Barriers to Electronic Lab Notebook adoption

Barriers to ELN adoption

Our lab has been interested in electronic lanb notebooks (ELNs) for a while. A recent publication in the Journal of Cheminformatics has focused on the barriers to ELN adoption. Especially in the academic world, more than 90% of scientists are still using the traditional paper lab notebook. Biggest barrier to adoption was the cost in terms of money and learning of new habits. Close runner-ups on places 3 and 4 were the implementation effort and security concerns. While the authors are clearly biased (they are developing the open source ELN ELN SciNote), the barriers to adoption are the same that I experience in my lab and at the University of Helsinki.

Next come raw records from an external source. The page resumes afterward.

//! Fixed-grid resampling by mean.

use chrono::{DateTime, Duration, NaiveDate, NaiveTime};
use chrono_tz::Tz;
use thiserror::Error;

use super::{
    frequency::{Frequency, Grid},
    localize, Bucket, Fold, Series,
};

/// Upper bound on the buckets one resample may allocate.
pub const MAX_BUCKETS: u64 = 1_000_000;

/// Longest civil day, covering a one hour fall-back.
const LONGEST_DAY_SECONDS: i64 = 25 * 3600;

#[derive(Debug, Clone, PartialEq, Error)]
#[error(
    "resampling would create {buckets} buckets (limit {limit}); \
     narrow the range or use a coarser frequency"
)]
pub struct ResampleError {
    pub buckets: u64,
    pub limit: u64,
}

impl Grid {
    /// Index of the bucket holding `timestamp`.
    pub fn key(&self, timestamp: &DateTime<Tz>) -> i64 {
        match *self {
            Grid::Epoch { width } => timestamp.timestamp().div_euclid(width),
            Grid::CivilSlots { width } => {
                let date = timestamp.date_naive();
                let since_midnight = local_midnight(&timestamp.timezone(), date)
                    .map_or(0, |m| (*timestamp - m).num_seconds().max(0));

                days_since_epoch(date) * slots_per_day(width) + since_midnight / width
            }
            Grid::CivilDays { days } => days_since_epoch(timestamp.date_naive()).div_euclid(days),
        }
    }

    /// Start instant of bucket `key`, expressed in `tz`. `None` for slots
    /// past the end of a short civil day.
    pub fn start(&self, key: i64, tz: &Tz) -> Option<DateTime<Tz>> {
        match *self {
            Grid::Epoch { width } => {
                DateTime::from_timestamp(key.checked_mul(width)?, 0).map(|t| t.with_timezone(tz))
            }
            Grid::CivilSlots { width } => {
                let per_day = slots_per_day(width);
                let date = epoch_date()
                    .checked_add_signed(Duration::days(key.div_euclid(per_day)))?;
                let midnight = local_midnight(tz, date)?;
                let next_midnight = local_midnight(tz, date.succ_opt()?)?;
                let start = midnight
                    .checked_add_signed(Duration::seconds(key.rem_euclid(per_day) * width))?;

                (start < next_midnight).then_some(start)
            }
            Grid::CivilDays { days } => {
                let date = epoch_date().checked_add_signed(Duration::days(key.checked_mul(days)?))?;
                local_midnight(tz, date)
            }
        }
    }

    /// Inclusive key span covering every timestamp, or `None` when there are none.
    pub fn span<'a, I>(&self, timestamps: I) -> Option<(i64, i64)>
    where
        I: IntoIterator<Item = &'a DateTime<Tz>>,
    {
        timestamps.into_iter().fold(None, |span, t| {
            let key = self.key(t);
            Some(match span {
                None => (key, key),
                Some((lo, hi)) => (lo.min(key), hi.max(key)),
            })
        })
    }
}

/// 1970-01-01
fn epoch_date() -> NaiveDate {
    NaiveDate::default()
}

fn days_since_epoch(date: NaiveDate) -> i64 {
    (date - epoch_date()).num_days()
}

fn slots_per_day(width: i64) -> i64 {
    (LONGEST_DAY_SECONDS + width - 1) / width
}

fn local_midnight(tz: &Tz, date: NaiveDate) -> Option<DateTime<Tz>> {
    localize(tz, date.and_time(NaiveTime::MIN), Fold::Earliest)
}

#[derive(Debug, Clone, Copy, Default)]
struct Accumulator {
    sum: f64,
    count: usize,
}

impl Accumulator {
    fn add(&mut self, value: Option<f64>) {
        if let Some(v) = value.filter(|v| !v.is_nan()) {
            self.sum += v;
            self.count += 1;
        }
    }

    fn mean(&self) -> Option<f64> {
        (self.count > 0).then(|| self.sum / self.count as f64)
    }
}

/// Averages keyed values onto every bucket in `span`. Buckets with no
/// non-missing value come back as `None`.
pub(crate) fn resample_keyed<I>(
    grid: Grid,
    tz: &Tz,
    span: (i64, i64),
    values: I,
) -> Result<Vec<Bucket>, ResampleError>
where
    I: IntoIterator<Item = (i64, Option<f64>)>,
{
    let (first, last) = span;
    let buckets = last
        .checked_sub(first)
        .and_then(|d| d.checked_add(1))
        .and_then(|n| u64::try_from(n).ok())
        .unwrap_or(u64::MAX);
    if buckets > MAX_BUCKETS {
        return Err(ResampleError {
            buckets,
            limit: MAX_BUCKETS,
        });
    }

    let mut accumulators = vec![Accumulator::default(); buckets as usize];
    for (key, value) in values {
        if let Some(acc) = usize::try_from(key - first)
            .ok()
            .and_then(|i| accumulators.get_mut(i))
        {
            acc.add(value);
        }
    }

    Ok(accumulators
        .iter()
        .zip(first..=last)
        .filter_map(|(acc, key)| {
            grid.start(key, tz).map(|start| Bucket {
                start,
                value: acc.mean(),
            })
        })
        .collect())
}

/// Groups samples into fixed-width buckets aligned to the calendar grid, not to
/// the first sample, and takes the mean of non-missing values per bucket.
pub fn resample(series: &Series, frequency: Frequency) -> Result<Vec<Bucket>, ResampleError> {
    let grid = frequency.grid();
    let tz = series.timezone();
    let Some(span) = grid.span(series.samples().iter().map(|s| &s.timestamp)) else {
        return Ok(Vec::new());
    };

    resample_keyed(
        grid,
        &tz,
        span,
        series
            .samples()
            .iter()
            .map(|s| (grid.key(&s.timestamp), s.value)),
    )
}

// -- Tests -------------------------------------------------------------------
//! Pipeline configuration passed explicitly into every load and transform.

use chrono_tz::Tz;

use crate::series::{Frequency, TimeRange};

/// Preamble lines in an AERONET AOD export before the column header.
pub const DEFAULT_SKIP_ROWS: usize = 6;
/// NOAA quality code for "passed all quality control checks".
pub const DEFAULT_ACCEPTED_FLAG: &str = "5";
pub const DEFAULT_TIMEZONE: Tz = chrono_tz::US::Pacific;

#[derive(Debug, Clone, PartialEq)]
pub struct PipelineConfig {
    /// Closed selection range; `None` keeps everything.
    pub range: Option<TimeRange>,
    pub frequency: Frequency,
    /// Civil zone used for selection, bucketing and labels.
    pub timezone: Tz,
    pub accepted_flag: String,
    /// AOD columns to plot; empty picks the default wavelengths.
    pub aod_columns: Vec<String>,
    pub skip_rows: usize,
}

impl Default for PipelineConfig {
    fn default() -> Self {
        PipelineConfig {
            range: None,
            frequency: Frequency::default(),
            timezone: DEFAULT_TIMEZONE,
            accepted_flag: DEFAULT_ACCEPTED_FLAG.to_string(),
            aod_columns: Vec::new(),
            skip_rows: DEFAULT_SKIP_ROWS,
        }
    }
}

impl PipelineConfig {
    pub fn in_range(&self, timestamp: &chrono::DateTime<Tz>) -> bool {
        self.range.as_ref().map_or(true, |r| r.contains(timestamp))
    }
}
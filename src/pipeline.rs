//! File + range + frequency in, plot-ready series out.

use crate::{
    config::PipelineConfig,
    error::RowDiagnostics,
    reading::{AodReadings, WindReadings},
    series::{select_range, ResampleError, ResampledSeries, Series},
    vector::{
        filter_valid, resample_vectors, speed_series, CartesianSample, FilterReport, ValidWind,
        VectorBucket,
    },
};

#[derive(Debug, Clone)]
pub struct AodOutput {
    pub lines: Vec<ResampledSeries>,
    pub diagnostics: RowDiagnostics,
}

#[derive(Debug, Clone)]
pub struct WindOutput {
    pub vectors: Vec<VectorBucket>,
    pub lines: Vec<ResampledSeries>,
    pub report: FilterReport,
    pub diagnostics: RowDiagnostics,
}

impl AodOutput {
    /// True when the selection left nothing to plot.
    pub fn is_empty(&self) -> bool {
        self.lines.iter().all(|l| l.buckets.is_empty())
    }
}

impl WindOutput {
    pub fn is_empty(&self) -> bool {
        self.vectors.is_empty() && self.lines.iter().all(|l| l.buckets.is_empty())
    }
}

fn select_and_resample(
    series: &Series,
    config: &PipelineConfig,
) -> Result<ResampledSeries, ResampleError> {
    let selected = match &config.range {
        Some(range) => select_range(series, range),
        None => series.clone(),
    };
    if selected.is_empty() {
        log::debug!("{}: no samples selected", selected.name());
    } else {
        log::debug!("{}: {} samples selected", selected.name(), selected.len());
    }

    ResampledSeries::from_series(&selected, config.frequency)
}

pub fn run_aod(
    readings: &AodReadings,
    config: &PipelineConfig,
) -> Result<AodOutput, ResampleError> {
    let lines = readings
        .series
        .iter()
        .map(|s| select_and_resample(s, config))
        .collect::<Result<Vec<_>, _>>()?;

    Ok(AodOutput {
        lines,
        diagnostics: readings.diagnostics.clone(),
    })
}

pub fn run_wind(
    readings: &WindReadings,
    config: &PipelineConfig,
) -> Result<WindOutput, ResampleError> {
    let (valid, report) = filter_valid(&readings.observations, &config.accepted_flag);
    log::info!(
        "wind quality filter: {} accepted ({} calm), {} rejected by flag, {} malformed",
        report.accepted,
        report.calm,
        report.rejected_flag,
        report.malformed
    );

    let in_range: Vec<ValidWind> = valid
        .into_iter()
        .filter(|w| config.in_range(&w.timestamp))
        .collect();
    let cartesian: Vec<CartesianSample> = in_range.iter().map(ValidWind::to_cartesian).collect();
    let vectors = resample_vectors(&cartesian, config.frequency)?;

    let mut lines = vec![select_and_resample(
        &speed_series(&in_range, config.timezone),
        config,
    )?];
    if let Some(temperature) = &readings.temperature {
        lines.push(select_and_resample(temperature, config)?);
    }

    Ok(WindOutput {
        vectors,
        lines,
        report,
        diagnostics: readings.diagnostics.clone(),
    })
}

// -- Tests -------------------------------------------------------------------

I was stunned when about 2 months ago I received an e-mail with the news that the University of Helsinki had negotiated a framework agreement with the LabVantage LIMS/ELN vendor Software Point. While I think a university-wide ELN solution is necessary, this deal seems anything but optimal for most research-oriented laboratories at the University of Helsinki. Several labs at the university are using ELNs already for a while and none of them have been aware of the efforts to provide a university-wide agreement for a LIMS/ELN solution. And none of those that already use a LIMS/ELN have been choosing LabVantage, but other solutions (Labguru, SciNote, eLabFTW). It would have been helpful to have somebody in the evaluation team, who has actual experience with LIMS/ELNs use (or somebody who has participated in LIMS/ELN development), especially since such expertise exists at the University of Helsinki.

Only a few people have been involved in the negotiations while the majority of the stakeholders were not even asked for their input. When I asked explicitly about this secluded operation, the answer was: Very few units (mainly the chronology unit and a person from dept of chemistry) were involved with the purchase at the time even though the information was spread around the university and anyone was welcome to participate and state their needs. However, even though I try to actively follow the IT infrastructure developments, I did not see any announcements anywhere and also searching retrospectively, I could not find anything that would have alerted me and allowed me to participate. The labs contributing most to the international success of Helsinki University are the main stakeholders, but they were ignored. Maybe a little bit more active search for the stakeholdres would have been appropriate.

The base package that was negotiated with LabVantage seems to be geared towards routine and clinical lab work, but not towards innovative research. Among the two modules that are mostly necessary for life science research work are the ELN and the storage management. Unfortunately, many life-science specific routines (searching for DNA and protein sequences with blast-like search algorithms) are totally absent from the offer, but are very much needed for life science. The lack of a free API (like eLAbFTW features or SciNote soon will feature) prevents users from incorporating their own, existing code or their own database systems. Every small change would require to involve the LabVantage developers and that will be a very slow and costly process. In reality, this means that shortcomings of the system will never be addressed. The base package can be taken into use by any lab at the university after a single payment of 200€ for each user (no floating licenses, only dedicated users). For our lab that would amount to 2000€, but a low price tag is not a selling point in itself.

Within the framework agreement, any lab can pay for the additional modules on its own, but the heft price tag of 17500€ make it unlikely that anybody will do so. I am unwilling to lobby for a joint purchase, because there is no way of knowing, whether these modules would be suitable for everyday lab work. Unlike most other vendors, LabVantage doesn't offer a free trial of the system. It makes me suspicious, if a vendor doesn't offer a trial. If the product is good, a trial will convince potential customers to buy. If the product is good, what could be the downside of a trial for the vendor?

We have ourselves tested several ELN solutions over the last two years and some systems received very bad feedback by those people who use them every day (e.g. cumbersome data import, unintuitive interface, slow server responses). As a matter of fact, for oligonucleotide management and protein/enzyme storage, we still use the absolutely outdated open source LIMS that I co-authored about 15 years ago as a PhD student (, now at In my lab, we use eLabFTW. We have a local installation on the Helsinki University intranet (which can be accessed via VPN from everywhere) and anybody from Helsinki University can get an account there. If you are interested in trying it out, please contact me!

The key question remains unanswered: Why were the majority of stakeholders not pulled into the decision-making process?